A University of Wolverhampton professor has devised a mathematical formula to predict Team GB’s final medal haul at London 2012.
Taking into account home advantage and performance at previous Olympic Games, Professor Alan Nevill predicts the final tally of medals will be 63.
To make the predication, Professor Nevill looked at all hosting cities or countries since World War II and analysed the number of medals awarded to competitors. He identified a significant increase in the probability of a country obtaining a medal in the Olympic Games before, during and after hosting the Olympics.
The biostatistician also predicts Team GB’s medal total will be 46 in Rio 2016.
Professor Nevill, from the University’s School of Sport, Performing Arts and Leisure, says funding is a significant factor in explaining his findings, as well as the legacy of hosting the Commonwealth Games in 2002.
He says: “Home advantage in the summer Olympic Games is well known.
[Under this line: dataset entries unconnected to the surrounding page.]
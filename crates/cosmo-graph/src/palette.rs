//! Node colouring and label display rules

use cosmo_core::RELATED_LABEL;

/// Edge labels too generic to print
const SUPPRESSED_EDGE_LABELS: [&str; 3] = [RELATED_LABEL, "be", "have"];

const MAX_LABEL_CHARS: usize = 15;
const TRUNCATED_LABEL_CHARS: usize = 12;

/// Colour category of a node
#[derive(Debug, Clone, Copy, PartialEq, Eq, Hash)]
pub enum NodeCategory {
    Satellite,
    Ocean,
    Location,
    Weather,
    TemperatureData,
    Other,
}

impl NodeCategory {
    /// Legend order
    pub const ALL: [NodeCategory; 6] = [
        Self::Satellite,
        Self::Ocean,
        Self::Location,
        Self::Weather,
        Self::TemperatureData,
        Self::Other,
    ];

    pub fn hex(&self) -> &'static str {
        match self {
            Self::Satellite => "#4A90E2",
            Self::Ocean => "#7ED321",
            Self::Location => "#F5A623",
            Self::Weather => "#BD10E0",
            Self::TemperatureData => "#FF6B6B",
            Self::Other => "#50E3C2",
        }
    }

    pub fn rgb(&self) -> (u8, u8, u8) {
        match self {
            Self::Satellite => (0x4A, 0x90, 0xE2),
            Self::Ocean => (0x7E, 0xD3, 0x21),
            Self::Location => (0xF5, 0xA6, 0x23),
            Self::Weather => (0xBD, 0x10, 0xE0),
            Self::TemperatureData => (0xFF, 0x6B, 0x6B),
            Self::Other => (0x50, 0xE3, 0xC2),
        }
    }

    pub fn legend_name(&self) -> &'static str {
        match self {
            Self::Satellite => "Satellites",
            Self::Ocean => "Ocean/Sea",
            Self::Location => "Locations",
            Self::Weather => "Weather",
            Self::TemperatureData => "Temperature/Data",
            Self::Other => "Other",
        }
    }
}

/// Keywords that select a category
#[derive(Debug, Clone)]
pub struct ColorRule {
    pub keywords: Vec<String>,
    pub category: NodeCategory,
}

/// Ordered keyword rules; the first rule with a keyword inside the
/// lowercased label wins
#[derive(Debug, Clone)]
pub struct ColorRules {
    rules: Vec<ColorRule>,
}

impl Default for ColorRules {
    fn default() -> Self {
        Self::empty()
            .with_rule(NodeCategory::Satellite, &["satellite", "insat", "scatsat", "oceansat"])
            .with_rule(NodeCategory::Ocean, &["ocean", "sea", "bay", "arabian"])
            .with_rule(NodeCategory::Location, &["bengal", "indian", "coast"])
            .with_rule(NodeCategory::Weather, &["weather", "wind", "forecast"])
            .with_rule(NodeCategory::TemperatureData, &["temperature", "data"])
    }
}

impl ColorRules {
    /// No rules: everything is `Other`
    pub fn empty() -> Self {
        Self { rules: Vec::new() }
    }

    /// Append a rule with the lowest priority so far
    pub fn with_rule(mut self, category: NodeCategory, keywords: &[&str]) -> Self {
        self.rules.push(ColorRule {
            keywords: keywords.iter().map(|k| k.to_lowercase()).collect(),
            category,
        });
        self
    }

    pub fn rules(&self) -> &[ColorRule] {
        &self.rules
    }

    pub fn classify(&self, label: &str) -> NodeCategory {
        let lower = label.to_lowercase();
        self.rules
            .iter()
            .find(|rule| rule.keywords.iter().any(|k| lower.contains(k.as_str())))
            .map(|rule| rule.category)
            .unwrap_or(NodeCategory::Other)
    }
}

/// Label shown on a node; identity is unaffected
pub fn display_label(label: &str) -> String {
    if label.chars().count() > MAX_LABEL_CHARS {
        let head: String = label.chars().take(TRUNCATED_LABEL_CHARS).collect();
        format!("{head}...")
    } else {
        label.to_string()
    }
}

/// Whether an edge label is printed
pub fn shows_edge_label(label: &str) -> bool {
    !SUPPRESSED_EDGE_LABELS.contains(&label)
}
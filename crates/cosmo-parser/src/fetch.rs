//! Web page fetching
//!
//! A single GET per request with a fixed User-Agent and timeout.
//! Only HTTP 200 counts as success; there are no retries.
//!
//! Author: hephaex@gmail.com

use std::time::Duration;

use cosmo_core::FetchConfig;
use reqwest::StatusCode;
use thiserror::Error;
use tracing::{debug, info, warn};
use url::Url;

/// Errors raised while fetching a page
#[derive(Error, Debug)]
pub enum FetchError {
    #[error("Invalid URL '{url}': {reason}")]
    InvalidUrl { url: String, reason: String },

    #[error("Target {url} answered with HTTP {status}")]
    Status { url: String, status: u16 },

    #[error("Request to {url} timed out after {secs}s")]
    Timeout { url: String, secs: u64 },

    #[error("Request to {url} failed: {message}")]
    Transport { url: String, message: String },

    #[error("Failed to build HTTP client: {0}")]
    Client(String),
}

impl From<FetchError> for cosmo_core::CosmoError {
    fn from(err: FetchError) -> Self {
        cosmo_core::CosmoError::FetchError(err.to_string())
    }
}

/// HTTP page fetcher
#[derive(Clone)]
pub struct PageFetcher {
    client: reqwest::Client,
    timeout_secs: u64,
}

impl PageFetcher {
    /// Create a fetcher from config
    pub fn new(config: &FetchConfig) -> Result<Self, FetchError> {
        let client = reqwest::Client::builder()
            .user_agent(config.user_agent.clone())
            .timeout(Duration::from_secs(config.timeout_secs))
            .redirect(reqwest::redirect::Policy::limited(5))
            .build()
            .map_err(|e| FetchError::Client(e.to_string()))?;

        Ok(Self {
            client,
            timeout_secs: config.timeout_secs,
        })
    }

    /// Fetch the body of `url` as text
    pub async fn fetch(&self, url: &str) -> Result<String, FetchError> {
        let parsed = validate_url(url)?;
        debug!(url = %parsed, "Fetching page");

        let response = self
            .client
            .get(parsed.clone())
            .send()
            .await
            .map_err(|e| self.transport_error(url, e))?;

        let status = response.status();
        if status != StatusCode::OK {
            warn!(url = %parsed, status = status.as_u16(), "Page fetch rejected");
            return Err(FetchError::Status {
                url: url.to_string(),
                status: status.as_u16(),
            });
        }

        let body = response
            .text()
            .await
            .map_err(|e| self.transport_error(url, e))?;

        info!(url = %parsed, bytes = body.len(), "Page fetched");
        Ok(body)
    }

    fn transport_error(&self, url: &str, err: reqwest::Error) -> FetchError {
        if err.is_timeout() {
            FetchError::Timeout {
                url: url.to_string(),
                secs: self.timeout_secs,
            }
        } else {
            FetchError::Transport {
                url: url.to_string(),
                message: err.to_string(),
            }
        }
    }
}

/// Accept absolute http(s) URLs only
pub fn validate_url(url: &str) -> Result<Url, FetchError> {
    let parsed = Url::parse(url.trim()).map_err(|e| FetchError::InvalidUrl {
        url: url.to_string(),
        reason: e.to_string(),
    })?;

    match parsed.scheme() {
        "http" | "https" => Ok(parsed),
        other => Err(FetchError::InvalidUrl {
            url: url.to_string(),
            reason: format!("unsupported scheme '{other}'"),
        }),
    }
}

#[cfg(test)]
mod tests {
    use super::*;
    use axum::{http::HeaderMap, http::StatusCode as AxumStatus, routing::get, Router};

    async fn spawn_upstream() -> String {
        let app = Router::new()
            .route(
                "/page",
                get(|| async { "<html><body><p>INSAT monitors the Arabian Sea.</p></body></html>" }),
            )
            .route(
                "/agent",
                get(|headers: HeaderMap| async move {
                    headers
                        .get("user-agent")
                        .and_then(|v| v.to_str().ok())
                        .unwrap_or_default()
                        .to_string()
                }),
            )
            .route("/missing", get(|| async { (AxumStatus::NOT_FOUND, "gone") }))
            .route("/created", get(|| async { (AxumStatus::CREATED, "made") }));

        let listener = tokio::net::TcpListener::bind("127.0.0.1:0").await.unwrap();
        let addr = listener.local_addr().unwrap();
        tokio::spawn(async move {
            axum::serve(listener, app).await.unwrap();
        });

        format!("http://{addr}")
    }

    fn fetcher() -> PageFetcher {
        PageFetcher::new(&FetchConfig::default()).unwrap()
    }

    #[tokio::test]
    async fn test_fetch_success() {
        let base = spawn_upstream().await;
        let body = fetcher().fetch(&format!("{base}/page")).await.unwrap();
        assert!(body.contains("Arabian Sea"));
    }

    #[tokio::test]
    async fn test_fetch_sends_user_agent() {
        let base = spawn_upstream().await;
        let body = fetcher().fetch(&format!("{base}/agent")).await.unwrap();
        assert_eq!(body, "Mozilla/5.0 (Space-Explorer/1.0)");
    }

    #[tokio::test]
    async fn test_fetch_not_found() {
        let base = spawn_upstream().await;
        let err = fetcher().fetch(&format!("{base}/missing")).await.unwrap_err();
        assert!(matches!(err, FetchError::Status { status: 404, .. }));
    }

    #[tokio::test]
    async fn test_only_200_is_success() {
        let base = spawn_upstream().await;
        let err = fetcher().fetch(&format!("{base}/created")).await.unwrap_err();
        assert!(matches!(err, FetchError::Status { status: 201, .. }));
    }

    #[tokio::test]
    async fn test_fetch_connection_refused() {
        // Bind then drop to obtain a port nobody listens on
        let listener = tokio::net::TcpListener::bind("127.0.0.1:0").await.unwrap();
        let addr = listener.local_addr().unwrap();
        drop(listener);

        let err = fetcher().fetch(&format!("http://{addr}/")).await.unwrap_err();
        assert!(matches!(err, FetchError::Transport { .. }));
    }

    #[test]
    fn test_validate_url() {
        assert!(validate_url("https://www.mosdac.gov.in").is_ok());
        assert!(matches!(
            validate_url("ftp://example.com"),
            Err(FetchError::InvalidUrl { .. })
        ));
        assert!(validate_url("not a url").is_err());
    }
}
impl<'a> DependencyParser<'a> {
    pub fn new(lexicon: &'a Lexicon) -> Self {
        Self { lexicon }
    }

    /// Assign heads and labels in place; returns the root index
    pub fn parse(&self, tokens: &mut [Token]) -> Option<usize> {
        if tokens.is_empty() {
            return None;
        }

        let chunks = noun_chunks(tokens);
        let mut arcs = Arcs::new(tokens.len());
        for chunk in &chunks {
            for i in (chunk.start..chunk.end).filter(|&i| i != chunk.head) {
                let dep = match tokens[i].pos {
                    PosTag::Determiner => DepLabel::Det,
                    PosTag::Adjective => DepLabel::Amod,
                    PosTag::Number => DepLabel::Nummod,
                    _ => DepLabel::Compound,
                };
                arcs.attach(tokens, i, dep, chunk.head);
            }
        }

        let Some(clause) = self.find_root(tokens) else {
            // Verbless fragment: tokens stay unattached
            for (i, token) in tokens.iter_mut().enumerate() {
                if !arcs.is_set(i) {
                    token.head = i;
                    token.dep = DepLabel::Dep;
                }
            }
            return None;
        };

        let root = clause.root;
        arcs.attach(tokens, root, DepLabel::Root, root);
        self.attach_chain(tokens, &mut arcs, clause.chain_start, root, clause.passive);

        if let Some(subject) = find_subject(tokens, &chunks, clause.chain_start) {
            let first = coordinated_start(tokens, &chunks, subject);
            let label = if clause.passive {
                DepLabel::Nsubjpass
            } else {
                DepLabel::Nsubj
            };
            arcs.attach(tokens, chunks[first].head, label, root);
            attach_conjuncts(tokens, &mut arcs, &chunks, first, subject);
        }

        self.attach_complement(tokens, &mut arcs, &chunks, &clause);
        attach_prepositions(tokens, &mut arcs, &chunks, &clause);
        self.attach_secondary_verbs(tokens, &mut arcs, &chunks, root);

        // Whatever is left hangs off the root
        for i in 0..tokens.len() {
            if arcs.is_set(i) {
                continue;
            }
            let dep = match tokens[i].pos {
                PosTag::Punct => DepLabel::Punct,
                PosTag::Conjunction => DepLabel::Cc,
                PosTag::Adverb => DepLabel::Advmod,
                _ => DepLabel::Dep,
            };
            arcs.attach(tokens, i, dep, root);
        }

        Some(root)
    }

    fn find_root(&self, tokens: &[Token]) -> Option<Clause> {
        let mut i = 0;

        while i < tokens.len() {
            let mut candidate = i;
            match tokens[i].pos {
                PosTag::Verb => {}
                PosTag::Aux => {
                    let mut j = i + 1;
                    while j < tokens.len() && matches!(tokens[j].pos, PosTag::Aux | PosTag::Adverb)
                    {
                        j += 1;
                    }
                    if j < tokens.len() && tokens[j].pos == PosTag::Verb {
                        // The auxiliary belongs to the verb at `j`
                        i = j;
                        continue;
                    }
                    // Copula or main "have": the last auxiliary of the run is the root
                    candidate = (i..j)
                        .rev()
                        .find(|&k| tokens[k].pos == PosTag::Aux)
                        .unwrap_or(i);
                    i = j - 1;
                }
                _ => {
                    i += 1;
                    continue;
                }
            }

            let chain_start = chain_start(tokens, candidate);
            if is_subordinate(tokens, chain_start) {
                i += 1;
                continue;
            }

            let passive = tokens[candidate].pos == PosTag::Verb
                && self.lexicon.is_past_participle(&tokens[candidate].text)
                && tokens[chain_start..candidate]
                    .iter()
                    .any(|t| t.pos == PosTag::Aux && t.lemma == "be");

            return Some(Clause {
                root: candidate,
                chain_start,
                passive,
            });
        }

        None
    }

    /// Auxiliaries and adverbs between `start` and `verb`
    fn attach_chain(
        &self,
        tokens: &mut [Token],
        arcs: &mut Arcs,
        start: usize,
        verb: usize,
        passive: bool,
    ) {
        let last_be = (start..verb)
            .rev()
            .find(|&k| tokens[k].pos == PosTag::Aux && tokens[k].lemma == "be");

        for k in start..verb {
            let dep = match tokens[k].pos {
                PosTag::Aux if passive && Some(k) == last_be => DepLabel::Auxpass,
                PosTag::Aux => DepLabel::Aux,
                _ if is_negation(&tokens[k]) => DepLabel::Neg,
                _ => DepLabel::Advmod,
            };
            arcs.attach(tokens, k, dep, verb);
        }
    }

    /// Object or attribute right of the root
    fn attach_complement(
        &self,
        tokens: &mut [Token],
        arcs: &mut Arcs,
        chunks: &[NounChunk],
        clause: &Clause,
    ) {
        let root = clause.root;
        let mut j = root + 1;
        while j < tokens.len() && tokens[j].pos == PosTag::Adverb {
            let dep = if is_negation(&tokens[j]) {
                DepLabel::Neg
            } else {
                DepLabel::Advmod
            };
            arcs.attach(tokens, j, dep, root);
            j += 1;
        }

        let copula = tokens[root].pos == PosTag::Aux && tokens[root].lemma == "be";

        if let Some(index) = chunks.iter().position(|c| c.start == j) {
            if clause.passive {
                return;
            }
            let label = if copula { DepLabel::Attr } else { DepLabel::Dobj };
            arcs.attach(tokens, chunks[index].head, label, root);
            let last = coordinated_end(tokens, chunks, index);
            attach_conjuncts(tokens, arcs, chunks, index, last);
        } else if copula && j < tokens.len() && tokens[j].pos == PosTag::Adjective {
            arcs.attach(tokens, j, DepLabel::Acomp, root);
        }
    }

    /// Verbs other than the root: relative clauses, infinitives, conjuncts
    fn attach_secondary_verbs(
        &self,
        tokens: &mut [Token],
        arcs: &mut Arcs,
        chunks: &[NounChunk],
        root: usize,
    ) {
        for v in 0..tokens.len() {
            if arcs.is_set(v) || tokens[v].pos != PosTag::Verb {
                continue;
            }

            let start = chain_start(tokens, v);
            let before = start.checked_sub(1);

            let (dep, head) = match before {
                Some(p) if tokens[p].pos == PosTag::Particle => {
                    arcs.attach(tokens, p, DepLabel::Aux, v);
                    (DepLabel::Xcomp, root)
                }
                Some(p) if is_relative(&tokens[p]) => {
                    let antecedent = antecedent(tokens, chunks, p).unwrap_or(root);
                    arcs.attach(tokens, p, DepLabel::Nsubj, v);
                    (DepLabel::Relcl, antecedent)
                }
                Some(p) if is_coordinator(&tokens[p]) => (DepLabel::Conj, root),
                _ => (DepLabel::Dep, root),
            };
            arcs.attach(tokens, v, dep, head);
            self.attach_chain(tokens, arcs, start, v, false);

            if let Some(object) = chunks
                .iter()
                .find(|c| c.start == v + 1 && !arcs.is_set(c.head))
            {
                arcs.attach(tokens, object.head, DepLabel::Dobj, v);
            }
        }
    }
}
//! Text normalization
//!
//! Turns raw markup into plain text for linguistic parsing:
//! script and style content is dropped, text nodes are joined with
//! spaces, whitespace is collapsed and every character outside
//! `[A-Za-z0-9 .,:;-]` is removed.

use scraper::{Html, Node};

/// Elements whose text never reaches the output
const SKIPPED_ELEMENTS: [&str; 2] = ["script", "style"];

/// Normalize raw HTML or plain text.
///
/// Malformed markup is parsed permissively; anything the HTML parser
/// cannot interpret as a tag is kept as text.
pub fn clean_text(raw: &str) -> String {
    let text = visible_text(raw);
    let collapsed = collapse_whitespace(&text);
    let filtered: String = collapsed.chars().filter(|c| is_allowed(*c)).collect();

    // Dropping a character between two spaces leaves a double space behind
    collapse_whitespace(&filtered)
}

/// Concatenate all text nodes outside script/style, space separated
fn visible_text(raw: &str) -> String {
    let document = Html::parse_document(raw);
    let mut pieces: Vec<&str> = Vec::new();

    for node in document.tree.root().descendants() {
        let Node::Text(text) = node.value() else {
            continue;
        };

        let hidden = node.ancestors().any(|ancestor| match ancestor.value() {
            Node::Element(element) => SKIPPED_ELEMENTS.contains(&element.name()),
            _ => false,
        });

        if !hidden {
            pieces.push(&**text);
        }
    }

    pieces.join(" ")
}

fn collapse_whitespace(text: &str) -> String {
    text.split_whitespace().collect::<Vec<_>>().join(" ")
}

fn is_allowed(c: char) -> bool {
    c.is_ascii_alphanumeric() || matches!(c, ' ' | '.' | ',' | ':' | ';' | '-')
}

#[cfg(test)]
mod tests {
    use super::*;
    use proptest::prelude::*;

    #[test]
    fn test_strips_script_and_style() {
        let html = r#"
            <html>
              <head>
                <style>body { color: red; }</style>
                <script>var x = "INSAT";</script>
              </head>
              <body><h1>MOSDAC</h1><p>Ocean data, updated daily.</p></body>
            </html>"#;

        assert_eq!(clean_text(html), "MOSDAC Ocean data, updated daily.");
    }

    #[test]
    fn test_text_nodes_are_separated() {
        assert_eq!(
            clean_text("<ul><li>INSAT-3D</li><li>Oceansat-2</li></ul>"),
            "INSAT-3D Oceansat-2"
        );
    }

    #[test]
    fn test_plain_text_passthrough() {
        assert_eq!(
            clean_text("ISRO   launched\n\tScatsat-1; it works: yes."),
            "ISRO launched Scatsat-1; it works: yes."
        );
    }

    #[test]
    fn test_removes_symbols_without_double_spaces() {
        assert_eq!(clean_text("Sea & Ocean © 2024 (beta)"), "Sea Ocean 2024 beta");
    }

    #[test]
    fn test_malformed_markup_is_kept_as_text() {
        let cleaned = clean_text("Bay of Bengal < 5 deg <b>warm");
        assert!(cleaned.contains("Bay of Bengal"));
        assert!(cleaned.contains("warm"));
    }

    #[test]
    fn test_empty_input() {
        assert_eq!(clean_text(""), "");
        assert_eq!(clean_text("<script>only()</script>"), "");
    }

    proptest! {
        #[test]
        fn prop_output_charset_and_spacing(input in any::<String>()) {
            let cleaned = clean_text(&input);

            prop_assert!(cleaned.chars().all(is_allowed));
            prop_assert!(!cleaned.contains("  "));
            prop_assert_eq!(cleaned.trim(), cleaned.as_str());
        }

        #[test]
        fn prop_idempotent(input in "[ -~\\n\\t]{0,200}") {
            let once = clean_text(&input);
            let twice = clean_text(&once);
            prop_assert_eq!(once, twice);
        }
    }
}
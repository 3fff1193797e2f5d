//! Application state management
//!
//! Author: hephaex@gmail.com

use std::collections::HashMap;
use std::sync::atomic::{AtomicBool, AtomicU64, Ordering};
use std::sync::Arc;
use std::time::{Duration, Instant};

use tokio::sync::{Mutex, RwLock};
use tracing::{info, warn};
use uuid::Uuid;

use cosmo_agent::FirecrawlAgent;
use cosmo_chat::{Assistant, Explorer, Session};
use cosmo_core::{AppConfig, Result, SearchAgent};
use cosmo_graph::GraphRenderer;

/// Session handle; the mutex serializes work on one session
pub type SharedSession = Arc<Mutex<Session>>;

struct SessionEntry {
    session: SharedSession,
    last_access: Instant,
}

/// Application state shared across handlers
pub struct AppState {
    /// Application configuration
    pub config: AppConfig,
    /// Server start time
    pub start_time: Instant,
    /// Request counter
    pub request_count: AtomicU64,
    /// Ready status
    pub is_ready: AtomicBool,
    /// Exploration pipeline
    pub explorer: Explorer,
    /// Chat dispatch
    pub assistant: Assistant,
    /// Stand-alone graph renderer
    pub renderer: GraphRenderer,
    /// Live sessions with their last access time
    sessions: RwLock<HashMap<Uuid, SessionEntry>>,
}

impl AppState {
    /// Create new application state with config; the search agent is
    /// enabled when its API key is configured
    pub fn new(config: AppConfig) -> Result<Self> {
        let agent = FirecrawlAgent::from_config(&config.agent)
            .map(|agent| Arc::new(agent) as Arc<dyn SearchAgent>);
        info!(agent_enabled = agent.is_some(), "Initializing application state");

        Ok(Self {
            explorer: Explorer::new(&config)?,
            assistant: Assistant::new(agent),
            renderer: GraphRenderer::new(&config.render),
            config,
            start_time: Instant::now(),
            request_count: AtomicU64::new(0),
            is_ready: AtomicBool::new(true),
            sessions: RwLock::new(HashMap::new()),
        })
    }

    /// Replace the search agent
    pub fn with_agent(mut self, agent: Arc<dyn SearchAgent>) -> Self {
        self.assistant = Assistant::new(Some(agent));
        self
    }

    /// Increment request counter
    pub fn increment_requests(&self) -> u64 {
        self.request_count.fetch_add(1, Ordering::SeqCst)
    }

    /// Get total request count
    pub fn get_request_count(&self) -> u64 {
        self.request_count.load(Ordering::SeqCst)
    }

    /// Get uptime in seconds
    pub fn uptime_secs(&self) -> u64 {
        self.start_time.elapsed().as_secs()
    }

    /// Check if service is ready
    pub fn is_ready(&self) -> bool {
        self.is_ready.load(Ordering::SeqCst)
    }

    /// Set ready status
    pub fn set_ready(&self, ready: bool) {
        self.is_ready.store(ready, Ordering::SeqCst);
    }

    fn session_ttl(&self) -> Duration {
        Duration::from_secs(self.config.server.session_ttl_secs)
    }

    /// Open a new session. Idle sessions are evicted first; at the
    /// `max_sessions` cap the least recently used one makes room.
    pub async fn create_session(&self) -> (Uuid, SharedSession) {
        let now = Instant::now();
        let session = Session::new();
        let id = session.id;
        let shared = Arc::new(Mutex::new(session));

        let mut sessions = self.sessions.write().await;
        evict_idle(&mut sessions, now, self.session_ttl());

        let max = self.config.server.max_sessions.max(1);
        while sessions.len() >= max {
            let Some(oldest) = sessions
                .iter()
                .min_by_key(|(_, entry)| entry.last_access)
                .map(|(id, _)| *id)
            else {
                break;
            };
            sessions.remove(&oldest);
            warn!(session_id = %oldest, max, "Session limit reached, evicted least recently used");
        }

        sessions.insert(
            id,
            SessionEntry {
                session: shared.clone(),
                last_access: now,
            },
        );
        (id, shared)
    }

    /// Look up a live session and mark it as used
    pub async fn session(&self, id: Uuid) -> Option<SharedSession> {
        let now = Instant::now();
        let mut sessions = self.sessions.write().await;
        evict_idle(&mut sessions, now, self.session_ttl());

        sessions.get_mut(&id).map(|entry| {
            entry.last_access = now;
            entry.session.clone()
        })
    }

    /// Drop a session; false if it did not exist
    pub async fn remove_session(&self, id: Uuid) -> bool {
        self.sessions.write().await.remove(&id).is_some()
    }

    /// Drop sessions idle for longer than the TTL as of `now`; returns
    /// how many were removed
    pub async fn evict_idle_sessions(&self, now: Instant) -> usize {
        let mut sessions = self.sessions.write().await;
        evict_idle(&mut sessions, now, self.session_ttl())
    }

    pub async fn session_count(&self) -> usize {
        self.sessions.read().await.len()
    }
}

fn evict_idle(sessions: &mut HashMap<Uuid, SessionEntry>, now: Instant, ttl: Duration) -> usize {
    let before = sessions.len();
    sessions.retain(|_, entry| now.saturating_duration_since(entry.last_access) <= ttl);

    let evicted = before - sessions.len();
    if evicted > 0 {
        info!(evicted, remaining = sessions.len(), "Evicted idle sessions");
    }
    evicted
}

#[cfg(test)]
mod tests {
    use super::*;

    #[tokio::test]
    async fn test_session_lifecycle() {
        let state = AppState::new(AppConfig::default()).unwrap();

        let (id, _) = state.create_session().await;
        assert_eq!(state.session_count().await, 1);
        assert!(state.session(id).await.is_some());

        assert!(state.remove_session(id).await);
        assert!(!state.remove_session(id).await);
        assert!(state.session(id).await.is_none());
    }

    fn config(ttl: u64, max_sessions: usize) -> AppConfig {
        let mut config = AppConfig::default();
        config.server.session_ttl_secs = ttl;
        config.server.max_sessions = max_sessions;
        config
    }

    #[tokio::test]
    async fn test_idle_sessions_are_evicted() {
        let state = AppState::new(config(60, 100)).unwrap();
        let (a, _) = state.create_session().await;
        let (b, _) = state.create_session().await;

        // Nothing is idle yet
        assert_eq!(state.evict_idle_sessions(Instant::now()).await, 0);
        assert_eq!(state.session_count().await, 2);

        let later = Instant::now() + Duration::from_secs(61);
        assert_eq!(state.evict_idle_sessions(later).await, 2);
        assert_eq!(state.session_count().await, 0);
        assert!(state.session(a).await.is_none());
        assert!(state.session(b).await.is_none());
    }

    #[tokio::test]
    async fn test_lookup_keeps_session_alive() {
        let state = AppState::new(config(60, 100)).unwrap();
        let (a, _) = state.create_session().await;
        let (b, _) = state.create_session().await;

        tokio::time::sleep(Duration::from_millis(50)).await;
        assert!(state.session(a).await.is_some());
        let touched = Instant::now();

        // `a` was used 50ms after `b` was last seen; a cut-off between the
        // two expiry times keeps only `a`
        let cutoff = touched + Duration::from_secs(60) - Duration::from_millis(25);
        assert_eq!(state.evict_idle_sessions(cutoff).await, 1);
        assert!(state.session(a).await.is_some());
        assert!(state.session(b).await.is_none());
    }

    #[tokio::test]
    async fn test_session_cap_evicts_least_recently_used() {
        let state = AppState::new(config(3600, 2)).unwrap();
        let (a, _) = state.create_session().await;
        tokio::time::sleep(Duration::from_millis(5)).await;
        let (b, _) = state.create_session().await;
        tokio::time::sleep(Duration::from_millis(5)).await;
        assert!(state.session(a).await.is_some());
        tokio::time::sleep(Duration::from_millis(5)).await;

        let (c, _) = state.create_session().await;

        assert_eq!(state.session_count().await, 2);
        assert!(state.session(a).await.is_some());
        assert!(state.session(b).await.is_none());
        assert!(state.session(c).await.is_some());
    }

    #[test]
    fn test_agent_disabled_without_key() {
        let state = AppState::new(AppConfig::default()).unwrap();
        assert!(!state.assistant.has_agent());
        assert!(state.is_ready());
    }
}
What is not so well known is that countries that host the Olympic Games perform better in the games before and after the games in which they were hosts.
“Funding appears to be an important factor when explaining these findings. Almost all countries that have been awarded the games after World War II would appear to have invested heavily in sport before being awarded the games.
“A second factor in Great Britain’s success is the legacy of hosting the Commonwealth Games in 2002 (a post-hosting games effect) that undoubtedly provided an infrastructure that benefited, in particular, cycling.
“Whether the International Olympics Committee either consciously or subconsciously takes these factors into account is unclear when awarding the games to a city. What is clear is that based on these findings, Great Britain is likely to maintain the Olympic success achieved in Beijing and London 2012 into future games.”
Professor Nevill first made the prediction in a research paper three years following Team GB’s success at the Beijing games in 2008.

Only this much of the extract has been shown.